Renewable electrolytic hydrogen made with wind and solar power provides the greatest social benefit when used in steelmaking, transoceanic shipping, and long-haul trucking, University of California Irvine researchers said on May 12. The findings were published in the journal Joule.
The study offers a framework for policymakers and industry leaders to prioritize investments in hydrogen where it can deliver the most public benefit. These benefits include less climate damage, cleaner air, and improved human health.
“Electrolytic hydrogen is a critical tool for decarbonizing sectors that are otherwise difficult to electrify directly, such as heavy industry and long-range freight transport,” Jeff Reed, senior fellow at the UC Irvine Clean Energy Institute who led the research effort, said. “However, widespread adoption faces significant barriers, including high production costs, substantial energy requirements and limited supply.” Reed also said that traditional cost analyses often miss broader societal values like improved health and reduced climate impacts.

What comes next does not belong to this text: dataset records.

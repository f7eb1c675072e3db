//! Session middleware configuration.
//!
//! Sessions are stored in `PostgreSQL` (table `tower_sessions.storefront_session`)
//! using tower-sessions. The table is created by `bazaar migrate`.

use sqlx::PgPool;
use tower_sessions::{Expiry, SessionManagerLayer};
use tower_sessions_sqlx_store::PostgresStore;

use crate::config::StorefrontConfig;

/// Session cookie name.
pub const SESSION_COOKIE_NAME: &str = "bazaar_session";

/// Session table name.
pub const SESSION_TABLE_NAME: &str = "storefront_session";

/// Default inactivity expiry in seconds (7 days).
pub const SESSION_EXPIRY_SECONDS: i64 = 7 * 24 * 60 * 60;

/// Inactivity expiry for "remember me" sign-ins, in seconds (30 days).
pub const REMEMBER_ME_EXPIRY_SECONDS: i64 = 30 * 24 * 60 * 60;

/// Build the `PostgreSQL` session store.
///
/// # Errors
///
/// Returns the store's validation message if the table name is rejected.
pub fn session_store(pool: &PgPool) -> Result<PostgresStore, String> {
    PostgresStore::new(pool.clone()).with_table_name(SESSION_TABLE_NAME)
}

/// Create the session layer.
#[must_use]
pub fn create_session_layer(
    store: PostgresStore,
    config: &StorefrontConfig,
) -> SessionManagerLayer<PostgresStore> {
    SessionManagerLayer::new(store)
        .with_name(SESSION_COOKIE_NAME)
        .with_expiry(Expiry::OnInactivity(
            tower_sessions::cookie::time::Duration::seconds(SESSION_EXPIRY_SECONDS),
        ))
        .with_secure(config.is_https())
        .with_same_site(tower_sessions::cookie::SameSite::Lax)
        .with_http_only(true)
        .with_path("/")
}

/// Session expiry after a sign-in.
///
/// "Remember me" keeps the session alive for 30 days of inactivity; otherwise
/// the cookie lasts until the browser closes.
#[must_use]
pub const fn sign_in_expiry(remember_me: bool) -> Expiry {
    if remember_me {
        Expiry::OnInactivity(tower_sessions::cookie::time::Duration::seconds(
            REMEMBER_ME_EXPIRY_SECONDS,
        ))
    } else {
        Expiry::OnSessionEnd
    }
}

#[cfg(test)]
mod tests {
    use super::*;

    #[test]
    fn test_remember_me_keeps_session_for_thirty_days() {
        match sign_in_expiry(true) {
            Expiry::OnInactivity(duration) => {
                assert_eq!(duration.whole_days(), 30);
                assert_eq!(duration.whole_seconds(), REMEMBER_ME_EXPIRY_SECONDS);
            }
            other => panic!("expected inactivity expiry, got {other:?}"),
        }
    }

    #[test]
    fn test_plain_sign_in_ends_with_browser() {
        assert!(matches!(sign_in_expiry(false), Expiry::OnSessionEnd));
    }
}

Researchers conducted a monetized life cycle analysis comparing renewable hydrogen with fossil fuels, direct electrification, and battery storage across eight major sectors. They found that using renewable hydrogen in steelmaking or replacing marine fuel oil or diesel can yield societal benefits exceeding $5 to $8 per kilogram of H₂ by displacing dirtier fuels. Lead author Robert Flores said fossil-derived hydrogen has low social value compared to renewable sources: “Renewable electrolytic hydrogen is a limited resource, and society cannot afford to deploy it indiscriminately… In most other applications, direct electrification is the more efficient path forward.” Hydrogen fuel cells were found to deliver an 80% to 100% greater social value than internal combustion engines across most applications.
Co-author Mariam Al Moubasher noted that achieving these benefits depends on using clean electricity: “When powered by wind and solar, most hydrogen and electrification pathways cut social costs – including worsening climate change… – by more than 90 percent compared to fossil fuels; that makes a clean grid the dominant and necessary condition.” Senior co-author Jack Brouwer added: “The societal outcomes we quantify – less climate damage, cleaner air and improved human health – are externalities that market prices simply do not reflect… policy intervention is essential to direct investment toward the applications where hydrogen truly pays off for society.”
From a policy perspective, researchers suggest targeted incentives based on life-cycle analysis rather than uniform support for all uses of hydrogen. This approach could reward applications with higher social benefits while discouraging continued use of damaging fossil technologies.
University of California Irvine’s teams participate in NCAA Division I athletics; it earned a Carnegie classification for very high research activity; functions within the University of California system; focuses on advancing knowledge through research with an emphasis on inclusive excellence; engages in international collaborations; and holds accreditation from the Western Association of Schools and Colleges Senior College and University Commission,according to its official website.